## Data items:
== Segment start ==

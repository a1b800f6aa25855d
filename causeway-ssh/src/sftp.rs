//! Filesystem operations over the transport's sftp subsystem.
//! The subsystem is initialized lazily by the first operation; file
//! handles are owned by the transport thread and addressed by id.

use crate::session::{Request, RequestQueue};
use crate::transport::{FileId, TransportTask};
use std::io::{Read, Seek, SeekFrom, Write};
use std::path::{Path, PathBuf};
use thiserror::Error;

#[derive(Error, Debug)]
pub enum SftpError {
    #[error(transparent)]
    Ssh(#[from] ssh2::Error),
    #[error(transparent)]
    Io(#[from] std::io::Error),
    #[error("sftp session is gone")]
    Disconnected,
    #[error("invalid file handle")]
    InvalidHandle,
}

pub type SftpResult<T> = Result<T, SftpError>;

#[derive(Debug, Clone, Copy, Default, PartialEq, Eq)]
pub struct OpenOptions {
    pub read: bool,
    pub write: bool,
    pub append: bool,
    pub create: bool,
    pub truncate: bool,
    /// Mode for newly created files.
    pub mode: i32,
}

impl OpenOptions {
    pub fn reading() -> Self {
        Self {
            read: true,
            mode: 0o644,
            ..Default::default()
        }
    }

    pub fn writing() -> Self {
        Self {
            write: true,
            create: true,
            truncate: true,
            mode: 0o644,
            ..Default::default()
        }
    }

    /// Writing without truncation, for resuming at an offset.
    pub fn resuming() -> Self {
        Self {
            write: true,
            create: true,
            mode: 0o644,
            ..Default::default()
        }
    }

    fn flags(&self) -> ssh2::OpenFlags {
        let mut flags = ssh2::OpenFlags::empty();
        if self.read {
            flags |= ssh2::OpenFlags::READ;
        }
        if self.write {
            flags |= ssh2::OpenFlags::WRITE;
        }
        if self.append {
            flags |= ssh2::OpenFlags::APPEND;
        }
        if self.create {
            flags |= ssh2::OpenFlags::CREATE;
        }
        if self.truncate {
            flags |= ssh2::OpenFlags::TRUNCATE;
        }
        flags
    }
}

#[derive(Debug, Clone, PartialEq, Eq)]
pub struct FileMetadata {
    pub size: Option<u64>,
    pub is_dir: bool,
    pub is_file: bool,
    pub perm: Option<u32>,
    pub mtime: Option<u64>,
}

impl From<ssh2::FileStat> for FileMetadata {
    fn from(stat: ssh2::FileStat) -> Self {
        Self {
            size: stat.size,
            is_dir: stat.is_dir(),
            is_file: stat.is_file(),
            perm: stat.perm,
            mtime: stat.mtime,
        }
    }
}

#[derive(Debug)]
pub(crate) enum FileOp {
    Open(Open),
    ReadFile(ReadFile),
    WriteFile(WriteFile),
    SeekFile(SeekFile),
    FsyncFile(FsyncFile),
    CloseFile(CloseFile),
    Stat(Stat),
    ReadDir(ReadDir),
    CreateDir(CreateDir),
    RemoveDir(RemoveDir),
    RemoveFile(RemoveFile),
    Rename(Rename),
    Canonicalize(Canonicalize),
}

#[derive(Debug)]
pub(crate) struct Open {
    pub path: PathBuf,
    pub opts: OpenOptions,
    pub reply: flume::Sender<SftpResult<FileId>>,
}

#[derive(Debug)]
pub(crate) struct ReadFile {
    pub file_id: FileId,
    pub max_bytes: usize,
    pub reply: flume::Sender<SftpResult<Vec<u8>>>,
}

#[derive(Debug)]
pub(crate) struct WriteFile {
    pub file_id: FileId,
    pub data: Vec<u8>,
    pub reply: flume::Sender<SftpResult<()>>,
}

#[derive(Debug)]
pub(crate) struct SeekFile {
    pub file_id: FileId,
    pub offset: u64,
    pub reply: flume::Sender<SftpResult<()>>,
}

#[derive(Debug)]
pub(crate) struct FsyncFile {
    pub file_id: FileId,
    pub reply: flume::Sender<SftpResult<()>>,
}

#[derive(Debug)]
pub(crate) struct CloseFile {
    pub file_id: FileId,
    pub reply: flume::Sender<SftpResult<()>>,
}

#[derive(Debug)]
pub(crate) struct Stat {
    pub path: PathBuf,
    pub reply: flume::Sender<SftpResult<FileMetadata>>,
}

#[derive(Debug)]
pub(crate) struct ReadDir {
    pub path: PathBuf,
    pub reply: flume::Sender<SftpResult<Vec<(PathBuf, FileMetadata)>>>,
}

#[derive(Debug)]
pub(crate) struct CreateDir {
    pub path: PathBuf,
    pub mode: i32,
    pub reply: flume::Sender<SftpResult<()>>,
}

#[derive(Debug)]
pub(crate) struct RemoveDir {
    pub path: PathBuf,
    pub reply: flume::Sender<SftpResult<()>>,
}

#[derive(Debug)]
pub(crate) struct RemoveFile {
    pub path: PathBuf,
    pub reply: flume::Sender<SftpResult<()>>,
}

#[derive(Debug)]
pub(crate) struct Rename {
    pub src: PathBuf,
    pub dst: PathBuf,
    pub reply: flume::Sender<SftpResult<()>>,
}

#[derive(Debug)]
pub(crate) struct Canonicalize {
    pub path: PathBuf,
    pub reply: flume::Sender<SftpResult<PathBuf>>,
}

/// Cloneable handle for filesystem operations on one transport.
#[derive(Clone)]
pub struct Sftp {
    pub(crate) queue: RequestQueue,
}

impl Sftp {
    async fn submit<T>(
        &self,
        op: FileOp,
        rx: flume::Receiver<SftpResult<T>>,
    ) -> SftpResult<T> {
        self.queue
            .post(Request::Files(op))
            .map_err(|_| SftpError::Disconnected)?;
        rx.recv_async().await.map_err(|_| SftpError::Disconnected)?
    }

    pub async fn open(&self, path: &Path, opts: OpenOptions) -> SftpResult<SftpFile> {
        let (reply, rx) = flume::bounded(1);
        let file_id = self
            .submit(
                FileOp::Open(Open {
                    path: path.to_path_buf(),
                    opts,
                    reply,
                }),
                rx,
            )
            .await?;
        Ok(SftpFile {
            file_id,
            queue: self.queue.clone(),
            closed: false,
        })
    }

    pub async fn stat(&self, path: &Path) -> SftpResult<FileMetadata> {
        let (reply, rx) = flume::bounded(1);
        self.submit(
            FileOp::Stat(Stat {
                path: path.to_path_buf(),
                reply,
            }),
            rx,
        )
        .await
    }

    pub async fn read_dir(&self, path: &Path) -> SftpResult<Vec<(PathBuf, FileMetadata)>> {
        let (reply, rx) = flume::bounded(1);
        self.submit(
            FileOp::ReadDir(ReadDir {
                path: path.to_path_buf(),
                reply,
            }),
            rx,
        )
        .await
    }

    pub async fn create_dir(&self, path: &Path, mode: i32) -> SftpResult<()> {
        let (reply, rx) = flume::bounded(1);
        self.submit(
            FileOp::CreateDir(CreateDir {
                path: path.to_path_buf(),
                mode,
                reply,
            }),
            rx,
        )
        .await
    }

    pub async fn remove_dir(&self, path: &Path) -> SftpResult<()> {
        let (reply, rx) = flume::bounded(1);
        self.submit(
            FileOp::RemoveDir(RemoveDir {
                path: path.to_path_buf(),
                reply,
            }),
            rx,
        )
        .await
    }

    pub async fn remove_file(&self, path: &Path) -> SftpResult<()> {
        let (reply, rx) = flume::bounded(1);
        self.submit(
            FileOp::RemoveFile(RemoveFile {
                path: path.to_path_buf(),
                reply,
            }),
            rx,
        )
        .await
    }

    pub async fn rename(&self, src: &Path, dst: &Path) -> SftpResult<()> {
        let (reply, rx) = flume::bounded(1);
        self.submit(
            FileOp::Rename(Rename {
                src: src.to_path_buf(),
                dst: dst.to_path_buf(),
                reply,
            }),
            rx,
        )
        .await
    }

    pub async fn canonicalize(&self, path: &Path) -> SftpResult<PathBuf> {
        let (reply, rx) = flume::bounded(1);
        self.submit(
            FileOp::Canonicalize(Canonicalize {
                path: path.to_path_buf(),
                reply,
            }),
            rx,
        )
        .await
    }
}

/// A remote file handle.  Reads and writes are chunked requests to the
/// transport thread; dropping the handle closes the remote file.
pub struct SftpFile {
    file_id: FileId,
    queue: RequestQueue,
    closed: bool,
}

impl SftpFile {
    pub async fn read(&self, max_bytes: usize) -> SftpResult<Vec<u8>> {
        let (reply, rx) = flume::bounded(1);
        self.queue
            .post(Request::Files(FileOp::ReadFile(ReadFile {
                file_id: self.file_id,
                max_bytes,
                reply,
            })))
            .map_err(|_| SftpError::Disconnected)?;
        rx.recv_async().await.map_err(|_| SftpError::Disconnected)?
    }

    pub async fn write(&self, data: Vec<u8>) -> SftpResult<()> {
        let (reply, rx) = flume::bounded(1);
        self.queue
            .post(Request::Files(FileOp::WriteFile(WriteFile {
                file_id: self.file_id,
                data,
                reply,
            })))
            .map_err(|_| SftpError::Disconnected)?;
        rx.recv_async().await.map_err(|_| SftpError::Disconnected)?
    }

    /// Position the handle at an absolute offset; the primitive that
    /// makes transfer resume possible.
    pub async fn seek(&self, offset: u64) -> SftpResult<()> {
        let (reply, rx) = flume::bounded(1);
        self.queue
            .post(Request::Files(FileOp::SeekFile(SeekFile {
                file_id: self.file_id,
                offset,
                reply,
            })))
            .map_err(|_| SftpError::Disconnected)?;
        rx.recv_async().await.map_err(|_| SftpError::Disconnected)?
    }

    pub async fn fsync(&self) -> SftpResult<()> {
        let (reply, rx) = flume::bounded(1);
        self.queue
            .post(Request::Files(FileOp::FsyncFile(FsyncFile {
                file_id: self.file_id,
                reply,
            })))
            .map_err(|_| SftpError::Disconnected)?;
        rx.recv_async().await.map_err(|_| SftpError::Disconnected)?
    }

    pub async fn close(mut self) -> SftpResult<()> {
        self.closed = true;
        let (reply, rx) = flume::bounded(1);
        self.queue
            .post(Request::Files(FileOp::CloseFile(CloseFile {
                file_id: self.file_id,
                reply,
            })))
            .map_err(|_| SftpError::Disconnected)?;
        rx.recv_async().await.map_err(|_| SftpError::Disconnected)?
    }
}

impl Drop for SftpFile {
    fn drop(&mut self) {
        if !self.closed {
            let (reply, _rx) = flume::bounded(1);
            self.queue
                .post(Request::Files(FileOp::CloseFile(CloseFile {
                    file_id: self.file_id,
                    reply,
                })))
                .ok();
        }
    }
}

impl TransportTask {
    fn init_sftp<'a>(&'a mut self, sess: &mut ssh2::Session) -> SftpResult<&'a ssh2::Sftp> {
        if self.sftp.is_none() {
            self.sftp = Some(sess.sftp()?);
        }
        Ok(self.sftp.as_ref().expect("sftp was just initialized"))
    }

    pub(crate) fn handle_file_op(&mut self, sess: &mut ssh2::Session, op: FileOp) {
        match op {
            FileOp::Open(msg) => {
                let result = self.init_sftp(sess).and_then(|sftp| {
                    sftp.open_mode(
                        &msg.path,
                        msg.opts.flags(),
                        msg.opts.mode,
                        ssh2::OpenType::File,
                    )
                    .map_err(SftpError::from)
                });
                match result {
                    Ok(file) => {
                        let file_id = self.next_file_id;
                        self.next_file_id += 1;
                        self.files.insert(file_id, file);
                        msg.reply.try_send(Ok(file_id)).ok();
                    }
                    Err(err) => {
                        msg.reply.try_send(Err(err)).ok();
                    }
                }
            }
            FileOp::ReadFile(msg) => {
                let result = match self.files.get_mut(&msg.file_id) {
                    Some(file) => {
                        let mut buf = vec![0u8; msg.max_bytes];
                        match file.read(&mut buf) {
                            Ok(n) => {
                                buf.truncate(n);
                                Ok(buf)
                            }
                            Err(err) => Err(err.into()),
                        }
                    }
                    None => Err(SftpError::InvalidHandle),
                };
                msg.reply.try_send(result).ok();
            }
            FileOp::WriteFile(msg) => {
                let result = match self.files.get_mut(&msg.file_id) {
                    Some(file) => file.write_all(&msg.data).map_err(SftpError::from),
                    None => Err(SftpError::InvalidHandle),
                };
                msg.reply.try_send(result).ok();
            }
            FileOp::SeekFile(msg) => {
                let result = match self.files.get_mut(&msg.file_id) {
                    Some(file) => file
                        .seek(SeekFrom::Start(msg.offset))
                        .map(|_| ())
                        .map_err(SftpError::from),
                    None => Err(SftpError::InvalidHandle),
                };
                msg.reply.try_send(result).ok();
            }
            FileOp::FsyncFile(msg) => {
                let result = match self.files.get_mut(&msg.file_id) {
                    Some(file) => file.fsync().map_err(SftpError::from),
                    None => Err(SftpError::InvalidHandle),
                };
                msg.reply.try_send(result).ok();
            }
            FileOp::CloseFile(msg) => {
                self.files.remove(&msg.file_id);
                msg.reply.try_send(Ok(())).ok();
            }
            FileOp::Stat(msg) => {
                let result = self
                    .init_sftp(sess)
                    .and_then(|sftp| sftp.stat(&msg.path).map_err(SftpError::from))
                    .map(FileMetadata::from);
                msg.reply.try_send(result).ok();
            }
            FileOp::ReadDir(msg) => {
                let result = self
                    .init_sftp(sess)
                    .and_then(|sftp| sftp.readdir(&msg.path).map_err(SftpError::from))
                    .map(|entries| {
                        entries
                            .into_iter()
                            .map(|(path, stat)| (path, FileMetadata::from(stat)))
                            .collect()
                    });
                msg.reply.try_send(result).ok();
            }
            FileOp::CreateDir(msg) => {
                let result = self
                    .init_sftp(sess)
                    .and_then(|sftp| sftp.mkdir(&msg.path, msg.mode).map_err(SftpError::from));
                msg.reply.try_send(result).ok();
            }
            FileOp::RemoveDir(msg) => {
                let result = self
                    .init_sftp(sess)
                    .and_then(|sftp| sftp.rmdir(&msg.path).map_err(SftpError::from));
                msg.reply.try_send(result).ok();
            }
            FileOp::RemoveFile(msg) => {
                let result = self
                    .init_sftp(sess)
                    .and_then(|sftp| sftp.unlink(&msg.path).map_err(SftpError::from));
                msg.reply.try_send(result).ok();
            }
            FileOp::Rename(msg) => {
                let result = self.init_sftp(sess).and_then(|sftp| {
                    sftp.rename(&msg.src, &msg.dst, None).map_err(SftpError::from)
                });
                msg.reply.try_send(result).ok();
            }
            FileOp::Canonicalize(msg) => {
                let result = self
                    .init_sftp(sess)
                    .and_then(|sftp| sftp.realpath(&msg.path).map_err(SftpError::from));
                msg.reply.try_send(result).ok();
            }
        }
    }
}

== Segment end ==

## Task to complete:
State how many lines in the entries above include the word "opts"; reply with the number alone.

## Task answer:
5